2. The PE granule pneumatic batching and conveying system as described in claim 1, characterized in that: At least two sets of connecting pipes are movably arranged inside the exchanger; one set of the connecting pipes is connected to the feeding pipe at the same time; one end of the connecting pipe is connected to the first pipe body, and the other end of the connecting pipe is connected to the second pipe body.
3. The PE granule pneumatic batching and conveying system as described in claim 1, characterized in that: It is also equipped with a silo, a hopper connected to the silo, and a feeder connected to the silo; the feeder is connected to the mixing pipe.

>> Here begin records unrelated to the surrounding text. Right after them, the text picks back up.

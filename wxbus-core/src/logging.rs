//! Optional logging
//!
//! The engine logs through the `log` facade when the `log` feature is on
//! and compiles every call away otherwise, so `no_std` builds pay nothing.
//! Arguments are still type-checked in both configurations.

#[cfg(feature = "log")]
macro_rules! log_warn {
    ($($arg:tt)*) => { log::warn!($($arg)*) };
}

#[cfg(not(feature = "log"))]
macro_rules! log_warn {
    ($($arg:tt)*) => {{ let _ = format_args!($($arg)*); }};
}

#[cfg(feature = "log")]
macro_rules! log_debug {
    ($($arg:tt)*) => { log::debug!($($arg)*) };
}

#[cfg(not(feature = "log"))]
macro_rules! log_debug {
    ($($arg:tt)*) => {{ let _ = format_args!($($arg)*); }};
}

#[cfg(feature = "log")]
macro_rules! log_trace {
    ($($arg:tt)*) => { log::trace!($($arg)*) };
}

#[cfg(not(feature = "log"))]
macro_rules! log_trace {
    ($($arg:tt)*) => {{ let _ = format_args!($($arg)*); }};
}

4. The PE granule pneumatic batching and conveying system as described in claim 3, characterized in that: At least two hoppers are provided along the length of the mixing pipe.
5. The PE granule pneumatic batching and conveying system as described in claim 1, characterized in that: A rotary valve is installed between the negative pressure chamber and the feeding pipe.
6. The PE granule pneumatic batching and conveying system as described in claim 5, characterized in that: A positive pressure chamber is provided between the rotary valve and the feed pipe.
7. The PE granule pneumatic batching and conveying system as described in claim 1, characterized in that: The feeding pipe is connected to a blower.
8. The PE granule pneumatic batching and conveying system as described in claim 3, characterized in that: The feeder is a zero-cut feeder; the zero-cut feeder is connected to a special motor and a frequency converter.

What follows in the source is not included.